Cells respond to DNA double-strand breaks (DSBs) by suppressing transcriptional activities on the damaged chromatin, an emerging DNA Damage Response (DDR) that underlies effective DNA repair and maintenance of genome stability. However, the molecular bases that actively restart transcriptional processes following DSB repair remain poorly defined. Importantly, failing to timely resume gene expression can compromise transcriptome signature and regulation, and can impose deleterious consequence on cell identity and cell fate.

We previously uncovered a DYRK1B-dependent pathway that actively inhibits local transcription on the damaged chromatin (PNAS 2020; Nucleic Acids Res 2021), a DDR accomplished, in part, by enforcing DSB accumulation of the histone methyltransferase EHMT2. Consistent with established role of EHMT2 in depositing the transcription repressive mark H3K9me2, we showed that DNA damage triggered DYRK1B/EHMT2-dependent H3K9 dimethylation on the DSB-flanking chromatin. In line with a role of H3K9me2 in DSB-induced transcription silencing in cis (DISC), counteracting H3K9me2 by forced expression of H3K9 demethylases (e.g. PHF8, JMJD2A) effectively compromised DISC. Conversely, perturbating H3K9 demethylation led to delayed recovery of transcription following DSB repair. Importantly, mechanistically how H3K9me2 demethylating activities are tempo-spatially coupled to DSB repair remains enigmatic.

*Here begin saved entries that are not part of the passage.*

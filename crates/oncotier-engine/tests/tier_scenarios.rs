//! End-to-end cascade scenarios over synthetic dossiers.

use oncotier_engine::tier::{get_tier_hint, ReasonCode, SubLevel, Tier, TierConfig};
use oncotier_evidence::models::{
    CgiBiomarker, CgiFragment, CivicEvidenceItem, CivicFragment, Evidence, EvidenceLevel,
    FdaApproval, FdaFragment, LiteratureDrugCall, LiteratureFragment, LiteratureKnowledge,
    Response, SourceSlot, Trial, TrialsFragment,
};
use oncotier_variant::Normalizer;

fn evidence(gene: &str, variant: &str, tumor: &str) -> Evidence {
    let v = Normalizer::new().normalize(gene, variant).unwrap();
    Evidence::empty(v, Some(tumor.to_string()))
}

fn approval(drug: &str, indication: &str, mentions_variant: bool) -> FdaApproval {
    FdaApproval {
        drug_name: drug.to_string(),
        brand_name: Some(drug.to_string()),
        generic_name: None,
        indication: Some(indication.to_string()),
        approval_date: None,
        marketing_status: Some("Prescription".to_string()),
        mentions_variant,
    }
}

fn knowledge_resistant_to(drug: &str, confidence: f64) -> LiteratureKnowledge {
    LiteratureKnowledge {
        mutation_type: "secondary".to_string(),
        resistant_to: vec![LiteratureDrugCall {
            drug: drug.to_string(),
            evidence: "clinical".to_string(),
            predictive: true,
        }],
        sensitive_to: vec![],
        evidence_level_tag: "Phase 2".to_string(),
        rationale: "acquired resistance mutation".to_string(),
        references: vec!["26051236".to_string()],
        confidence,
    }
}

/// Scenario: BRAF V600E in melanoma with a label naming the variant.
#[test]
fn braf_v600e_melanoma_is_tier_i_a() {
    let mut ev = evidence("BRAF", "V600E", "Melanoma");
    ev.fda = SourceSlot::present(FdaFragment {
        approvals: vec![
            approval(
                "ZELBORAF",
                "indicated for unresectable or metastatic melanoma with BRAF V600E mutation",
                true,
            ),
            approval(
                "TAFINLAR",
                "melanoma with BRAF V600E or V600K mutations",
                true,
            ),
        ],
    });

    let result = get_tier_hint(&ev, Some("Melanoma"), &TierConfig::new());
    assert_eq!(result.tier, Tier::I);
    assert_eq!(result.sublevel, Some(SubLevel::A));
    assert_eq!(result.reason, ReasonCode::FdaVariantInTumor);
}

/// Scenario: BRAF G469A must not ride V600-only labels; it lands on the
/// gene-level branch instead.
#[test]
fn braf_g469a_melanoma_never_tier_i() {
    let mut ev = evidence("BRAF", "G469A", "Melanoma");
    ev.fda = SourceSlot::present(FdaFragment {
        approvals: vec![approval(
            "ZELBORAF",
            "indicated for unresectable or metastatic melanoma with BRAF V600E mutation",
            false,
        )],
    });
    ev.civic = SourceSlot::present(CivicFragment {
        evidence_items: vec![CivicEvidenceItem {
            evidence_type: Some("PREDICTIVE".to_string()),
            evidence_level: Some(EvidenceLevel::B),
            significance: Some("SENSITIVITYRESPONSE".to_string()),
            disease: Some("Melanoma".to_string()),
            drugs: vec!["Trametinib".to_string()],
            description: None,
        }],
        assertions: vec![],
    });

    let result = get_tier_hint(&ev, Some("Melanoma"), &TierConfig::new());
    assert_ne!(result.tier, Tier::I);
    assert_eq!(result.tier, Tier::II);
    assert_eq!(result.sublevel, Some(SubLevel::B));
    assert_eq!(result.reason, ReasonCode::GeneLevel);
}

/// Same dossier with only preclinical CIViC evidence drops to II-D.
#[test]
fn braf_g469a_weak_evidence_is_ii_d() {
    let mut ev = evidence("BRAF", "G469A", "Melanoma");
    ev.civic = SourceSlot::present(CivicFragment {
        evidence_items: vec![CivicEvidenceItem {
            evidence_type: Some("PREDICTIVE".to_string()),
            evidence_level: Some(EvidenceLevel::D),
            significance: Some("SENSITIVITYRESPONSE".to_string()),
            disease: Some("Melanoma".to_string()),
            drugs: vec!["Trametinib".to_string()],
            description: None,
        }],
        assertions: vec![],
    });

    let result = get_tier_hint(&ev, Some("Melanoma"), &TierConfig::new());
    assert_eq!(result.tier, Tier::II);
    assert_eq!(result.sublevel, Some(SubLevel::D));
}

/// Scenario: EGFR T790M in NSCLC — resistance to first-generation TKIs
/// with osimertinib as the approved alternative.
#[test]
fn egfr_t790m_nsclc_resistance_with_alternative() {
    let mut ev = evidence("EGFR", "T790M", "NSCLC");
    ev.fda = SourceSlot::present(FdaFragment {
        approvals: vec![approval(
            "TAGRISSO",
            "metastatic EGFR T790M mutation-positive non-small cell lung cancer",
            true,
        )],
    });
    ev.cgi = SourceSlot::present(CgiFragment {
        biomarkers: vec![CgiBiomarker {
            drugs: vec!["Erlotinib".to_string(), "Gefitinib".to_string()],
            response: Response::Resistant,
            evidence_status: oncotier_evidence::models::CgiStatus::Fda,
            tumor: "Non-small cell lung".to_string(),
            variant_pattern: "T790M".to_string(),
        }],
    });

    let result = get_tier_hint(&ev, Some("NSCLC"), &TierConfig::new());
    assert_eq!(result.tier, Tier::I);
    assert_eq!(result.sublevel, Some(SubLevel::A));
    assert_eq!(result.reason, ReasonCode::ResistanceWithAlt);
    assert!(result.human_reason.contains("TAGRISSO"));
}

/// Scenario: EGFR C797S — literature-documented osimertinib resistance
/// with no approved alternative.
#[test]
fn egfr_c797s_nsclc_resistance_without_alternative() {
    let mut ev = evidence("EGFR", "C797S", "NSCLC");
    ev.literature = SourceSlot::present(LiteratureFragment {
        papers: vec![],
        knowledge: Some(knowledge_resistant_to("osimertinib", 0.85)),
    });

    let result = get_tier_hint(&ev, Some("NSCLC"), &TierConfig::new());
    assert_eq!(result.tier, Tier::II);
    assert_eq!(result.sublevel, Some(SubLevel::D));
    assert_eq!(result.reason, ReasonCode::ResistanceNoAlt);
}

/// Low-confidence literature resistance is not acted on.
#[test]
fn low_confidence_literature_resistance_ignored() {
    let mut ev = evidence("EGFR", "C797S", "NSCLC");
    ev.literature = SourceSlot::present(LiteratureFragment {
        papers: vec![],
        knowledge: Some(knowledge_resistant_to("osimertinib", 0.4)),
    });

    let result = get_tier_hint(&ev, Some("NSCLC"), &TierConfig::new());
    assert_ne!(result.reason, ReasonCode::ResistanceNoAlt);
}

/// Scenario: KRAS G12D in pancreatic cancer is investigational-only,
/// even with a variant-specific recruiting trial.
#[test]
fn kras_g12d_pancreatic_investigational_only_beats_trials() {
    let mut ev = evidence("KRAS", "G12D", "Pancreatic Cancer");
    ev.trials = SourceSlot::present(TrialsFragment {
        trials: vec![Trial {
            nct_id: "NCT05737706".to_string(),
            title: "MRTX1133 in KRAS G12D mutant tumors".to_string(),
            phase: Some("PHASE1".to_string()),
            status: "RECRUITING".to_string(),
            variant_mentioned: true,
            drugs: vec!["MRTX1133".to_string()],
            sponsor: None,
            conditions: vec!["Pancreatic Cancer".to_string()],
        }],
    });

    let result = get_tier_hint(&ev, Some("Pancreatic Cancer"), &TierConfig::new());
    assert_eq!(result.tier, Tier::III);
    assert_eq!(result.sublevel, None);
    assert_eq!(result.reason, ReasonCode::InvestigationalOnly);
}

/// Scenario: TP53 R273H in ovarian cancer with only Level B prognostic
/// evidence.
#[test]
fn tp53_r273h_ovarian_prognostic_strong() {
    let mut ev = evidence("TP53", "R273H", "Ovarian Cancer");
    ev.civic = SourceSlot::present(CivicFragment {
        evidence_items: vec![CivicEvidenceItem {
            evidence_type: Some("PROGNOSTIC".to_string()),
            evidence_level: Some(EvidenceLevel::B),
            significance: Some("POOR_OUTCOME".to_string()),
            disease: Some("Ovarian Carcinoma".to_string()),
            drugs: vec![],
            description: None,
        }],
        assertions: vec![],
    });

    let result = get_tier_hint(&ev, Some("Ovarian Cancer"), &TierConfig::new());
    assert_eq!(result.tier, Tier::II);
    assert_eq!(result.sublevel, Some(SubLevel::C));
    assert_eq!(result.reason, ReasonCode::PrognosticStrong);
}

/// ClinVar benign dominates everything else.
#[test]
fn benign_dominates_all_branches() {
    let mut ev = evidence("BRAF", "V600E", "Melanoma");
    ev.myvariant = SourceSlot::present(oncotier_evidence::models::MyVariantFragment {
        clinvar_significance: Some("Benign".to_string()),
        ..Default::default()
    });
    ev.fda = SourceSlot::present(FdaFragment {
        approvals: vec![approval("ZELBORAF", "melanoma with braf v600e mutation", true)],
    });

    let result = get_tier_hint(&ev, Some("Melanoma"), &TierConfig::new());
    assert_eq!(result.tier, Tier::IV);
    assert_eq!(result.reason, ReasonCode::Benign);
}

/// Tier I requires qualifying evidence; sensitivity at Level C alone is
/// not enough.
#[test]
fn tier_i_requires_strong_source() {
    let mut ev = evidence("BRAF", "V600E", "Melanoma");
    ev.civic = SourceSlot::present(CivicFragment {
        evidence_items: vec![CivicEvidenceItem {
            evidence_type: Some("PREDICTIVE".to_string()),
            evidence_level: Some(EvidenceLevel::C),
            significance: Some("SENSITIVITYRESPONSE".to_string()),
            disease: Some("Melanoma".to_string()),
            drugs: vec!["Vemurafenib".to_string()],
            description: None,
        }],
        assertions: vec![],
    });
    let result = get_tier_hint(&ev, Some("Melanoma"), &TierConfig::new());
    assert_ne!(result.tier, Tier::I);
}

/// EGFR R108K sits on the exclusion list: a gene-level label match must
/// not produce Tier I.
#[test]
fn excluded_variant_cannot_claim_gene_label() {
    let mut ev = evidence("EGFR", "R108K", "NSCLC");
    ev.fda = SourceSlot::present(FdaFragment {
        approvals: vec![approval(
            "TARCEVA",
            "non-small cell lung cancer whose tumors have EGFR exon 19 deletions \
             or exon 21 (L858R) substitution mutations",
            false,
        )],
    });
    let result = get_tier_hint(&ev, Some("NSCLC"), &TierConfig::new());
    assert_ne!(result.tier, Tier::I);
}

/// Deadline boundary: every source absent still yields a decided tier
/// whose confidence sits at the interval floor.
#[test]
fn all_sources_absent_confidence_at_floor() {
    let v = Normalizer::new().normalize("GAPDH", "A100T").unwrap();
    let mut ev = Evidence::empty(v, Some("Melanoma".to_string()));
    ev.myvariant = SourceSlot::degraded();
    ev.fda = SourceSlot::degraded();
    ev.cgi = SourceSlot::degraded();
    ev.vicc = SourceSlot::degraded();
    ev.civic = SourceSlot::degraded();
    ev.literature = SourceSlot::degraded();
    ev.trials = SourceSlot::degraded();
    ev.oncokb = SourceSlot::degraded();

    let result = get_tier_hint(&ev, Some("Melanoma"), &TierConfig::new());
    assert_eq!(result.tier, Tier::III);
    assert_eq!(result.sublevel, Some(SubLevel::D));
    // III-D interval is 0.30–0.40; 8 missing sources floor it.
    assert!((result.confidence - 0.30).abs() < 1e-9);
}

To understand how the dynamic regulation of H3K9me2 coordinates local transcription with DSB repair processes, we will chart H3K9 methylation status at DSB-flanking chromatin domains, and will perform global transcriptome analyses following induction and repair of sequence-specific DSBs. We will determine the genetic requirements that license docking of H3K9me2 demethylating activities at DSB-flanking chromatin domains, will profile their occupancies surrounding annotated DSBs, and will examine how different H3K9 demethylases may support timely recovery of transcriptional activities following DNA repair. Finally, we will define how perturbing H3K9me2 may impact gene expression programmes, and will explore how restoration of DSB-associated histone marks underlies cell identity maintenance.

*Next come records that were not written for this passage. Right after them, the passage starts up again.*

//! Derived statistics over the evidence dossier.
//!
//! All functions here are pure over `&Evidence` so the tier engine stays
//! deterministic: same dossier, same counters.

use serde::Serialize;
use std::collections::BTreeMap;

use crate::models::{Evidence, EvidenceLevel, Response};

/// One sensitivity/resistance data point from VICC or CIViC.
#[derive(Debug, Clone, PartialEq)]
pub struct SignalEntry {
    pub drugs: Vec<String>,
    pub response: Response,
    pub level: Option<EvidenceLevel>,
    pub disease: Option<String>,
}

#[derive(Debug, Clone, Copy, PartialEq, Eq, Serialize)]
#[serde(rename_all = "snake_case")]
pub enum DominantSignal {
    None,
    SensitivityOnly,
    ResistanceOnly,
    SensitivityDominant,
    ResistanceDominant,
    Mixed,
}

#[derive(Debug, Clone, Serialize)]
pub struct DrugConflict {
    pub drug: String,
    pub sensitivity_count: usize,
    pub resistance_count: usize,
    pub sensitivity_diseases: Vec<String>,
    pub resistance_diseases: Vec<String>,
}

#[derive(Debug, Clone, Serialize)]
pub struct EvidenceStats {
    pub sensitivity_count: usize,
    pub resistance_count: usize,
    pub sensitivity_by_level: BTreeMap<String, usize>,
    pub resistance_by_level: BTreeMap<String, usize>,
    pub conflicts: Vec<DrugConflict>,
    pub dominant_signal: DominantSignal,
}

#[derive(Debug, Clone, Copy, PartialEq, Eq, Serialize)]
pub enum NetSignal {
    Sensitive,
    Resistant,
    Mixed,
}

/// Per-drug roll-up across all predictive sources.
#[derive(Debug, Clone, Serialize)]
pub struct DrugSummary {
    pub drug: String,
    pub sensitivity_count: usize,
    pub resistance_count: usize,
    pub best_level: Option<EvidenceLevel>,
    pub diseases: Vec<String>,
    pub net_signal: NetSignal,
}

/// Collect every predictive sensitivity/resistance entry from VICC and
/// CIViC (evidence items only; assertions are consulted directly by the
/// engine).
pub fn signal_entries(evidence: &Evidence) -> Vec<SignalEntry> {
    let mut entries = Vec::new();

    if let Some(vicc) = evidence.vicc.as_present() {
        for assoc in &vicc.associations {
            entries.push(SignalEntry {
                drugs: assoc.drugs.clone(),
                response: assoc.response,
                level: assoc.evidence_level,
                disease: assoc.disease.clone(),
            });
        }
    }

    for item in evidence.civic_items() {
        if !item.is_predictive() {
            continue;
        }
        let response = if item.is_resistance() {
            Response::Resistant
        } else if item.is_sensitivity() {
            Response::Sensitive
        } else {
            continue;
        };
        entries.push(SignalEntry {
            drugs: item.drugs.clone(),
            response,
            level: item.evidence_level,
            disease: item.disease.clone(),
        });
    }

    entries
}

/// Low-quality minority filter.
///
/// When one side carries A/B evidence and the other side is only C/D
/// with at most two entries, the minority is treated as noise and
/// dropped. More than two entries on the minority side means the signal
/// is multiply sourced and survives. Idempotent.
pub fn filter_low_quality_minority(entries: Vec<SignalEntry>) -> Vec<SignalEntry> {
    let sens: Vec<&SignalEntry> = entries.iter().filter(|e| e.response == Response::Sensitive).collect();
    let res: Vec<&SignalEntry> = entries.iter().filter(|e| e.response == Response::Resistant).collect();

    let has_high = |side: &[&SignalEntry]| side.iter().any(|e| e.level.map(|l| l.is_high_quality()).unwrap_or(false));
    let only_low = |side: &[&SignalEntry]| {
        !side.is_empty()
            && side.iter().all(|e| e.level.map(|l| !l.is_high_quality()).unwrap_or(true))
    };

    let drop_resistance = has_high(&sens) && only_low(&res) && res.len() <= 2;
    let drop_sensitivity = has_high(&res) && only_low(&sens) && sens.len() <= 2;

    entries
        .into_iter()
        .filter(|e| match e.response {
            Response::Resistant => !drop_resistance,
            Response::Sensitive => !drop_sensitivity,
        })
        .collect()
}

fn level_key(level: Option<EvidenceLevel>) -> String {
    level.map(|l| l.as_str().to_string()).unwrap_or_else(|| "Unknown".to_string())
}

/// Summary counters, conflict set, and dominant signal over the
/// minority-filtered entries.
pub fn compute_stats(evidence: &Evidence) -> EvidenceStats {
    let entries = filter_low_quality_minority(signal_entries(evidence));

    let mut stats = EvidenceStats {
        sensitivity_count: 0,
        resistance_count: 0,
        sensitivity_by_level: BTreeMap::new(),
        resistance_by_level: BTreeMap::new(),
        conflicts: Vec::new(),
        dominant_signal: DominantSignal::None,
    };

    #[derive(Default)]
    struct PerDrug {
        name: String,
        sens: usize,
        res: usize,
        sens_diseases: Vec<String>,
        res_diseases: Vec<String>,
    }
    let mut per_drug: BTreeMap<String, PerDrug> = BTreeMap::new();

    for entry in &entries {
        let (count, by_level) = match entry.response {
            Response::Sensitive => (&mut stats.sensitivity_count, &mut stats.sensitivity_by_level),
            Response::Resistant => (&mut stats.resistance_count, &mut stats.resistance_by_level),
        };
        *count += 1;
        *by_level.entry(level_key(entry.level)).or_insert(0) += 1;

        for drug in &entry.drugs {
            let key = drug.trim().to_lowercase();
            if key.is_empty() {
                continue;
            }
            let slot = per_drug.entry(key).or_default();
            if slot.name.is_empty() {
                slot.name = drug.trim().to_string();
            }
            let disease = entry.disease.clone().unwrap_or_else(|| "unspecified".to_string());
            match entry.response {
                Response::Sensitive => {
                    slot.sens += 1;
                    if !slot.sens_diseases.contains(&disease) {
                        slot.sens_diseases.push(disease);
                    }
                }
                Response::Resistant => {
                    slot.res += 1;
                    if !slot.res_diseases.contains(&disease) {
                        slot.res_diseases.push(disease);
                    }
                }
            }
        }
    }

    for slot in per_drug.into_values() {
        if slot.sens > 0 && slot.res > 0 {
            stats.conflicts.push(DrugConflict {
                drug: slot.name,
                sensitivity_count: slot.sens,
                resistance_count: slot.res,
                sensitivity_diseases: slot.sens_diseases,
                resistance_diseases: slot.res_diseases,
            });
        }
    }

    let total = stats.sensitivity_count + stats.resistance_count;
    stats.dominant_signal = if total == 0 {
        DominantSignal::None
    } else if stats.resistance_count == 0 {
        DominantSignal::SensitivityOnly
    } else if stats.sensitivity_count == 0 {
        DominantSignal::ResistanceOnly
    } else if stats.sensitivity_count as f64 >= total as f64 * 0.8 {
        DominantSignal::SensitivityDominant
    } else if stats.resistance_count as f64 >= total as f64 * 0.8 {
        DominantSignal::ResistanceDominant
    } else {
        DominantSignal::Mixed
    };

    stats
}

/// Per-drug aggregation with the net-signal rule: one-sided evidence
/// keeps its side, a 3:1 ratio keeps the heavier side, anything else is
/// MIXED. The best evidence level per drug is retained. Sorted by best
/// level then by entry volume.
pub fn aggregate_by_drug(evidence: &Evidence) -> Vec<DrugSummary> {
    let entries = filter_low_quality_minority(signal_entries(evidence));

    struct Acc {
        name: String,
        sens: usize,
        res: usize,
        best: Option<EvidenceLevel>,
        diseases: Vec<String>,
    }
    let mut acc: BTreeMap<String, Acc> = BTreeMap::new();

    for entry in &entries {
        for drug in &entry.drugs {
            let key = drug.trim().to_lowercase();
            if key.is_empty() {
                continue;
            }
            let slot = acc.entry(key).or_insert_with(|| Acc {
                name: drug.trim().to_string(),
                sens: 0,
                res: 0,
                best: None,
                diseases: Vec::new(),
            });
            match entry.response {
                Response::Sensitive => slot.sens += 1,
                Response::Resistant => slot.res += 1,
            }
            if let Some(level) = entry.level {
                slot.best = Some(slot.best.map_or(level, |b| b.min(level)));
            }
            if let Some(d) = &entry.disease {
                if !slot.diseases.contains(d) && slot.diseases.len() < 5 {
                    slot.diseases.push(d.clone());
                }
            }
        }
    }

    let mut out: Vec<DrugSummary> = acc
        .into_values()
        .map(|a| {
            let net_signal = if a.sens > 0 && a.res == 0 {
                NetSignal::Sensitive
            } else if a.res > 0 && a.sens == 0 {
                NetSignal::Resistant
            } else if a.sens >= a.res * 3 {
                NetSignal::Sensitive
            } else if a.res >= a.sens * 3 {
                NetSignal::Resistant
            } else {
                NetSignal::Mixed
            };
            DrugSummary {
                drug: a.name,
                sensitivity_count: a.sens,
                resistance_count: a.res,
                best_level: a.best,
                diseases: a.diseases,
                net_signal,
            }
        })
        .collect();

    out.sort_by(|a, b| {
        let la = a.best_level.map(|l| l as u8).unwrap_or(u8::MAX);
        let lb = b.best_level.map(|l| l as u8).unwrap_or(u8::MAX);
        la.cmp(&lb).then(
            (b.sensitivity_count + b.resistance_count).cmp(&(a.sensitivity_count + a.resistance_count)),
        )
    });
    out
}

// ── Tests ─────────────────────────────────────────────────────────────────────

This study builds on our existing strength and represents an exciting initiative to define the molecular bases that tempo-spatially couple transcription recovery and DSB repair, and will shed mechanistic light to advance our understanding of transcriptional control on the damaged chromatin. Our characterisation of druggable DDR factors also rationalises and provides insight towards the development of potential therapeutic interventions for the treatment and management of genome instability-associated diseases.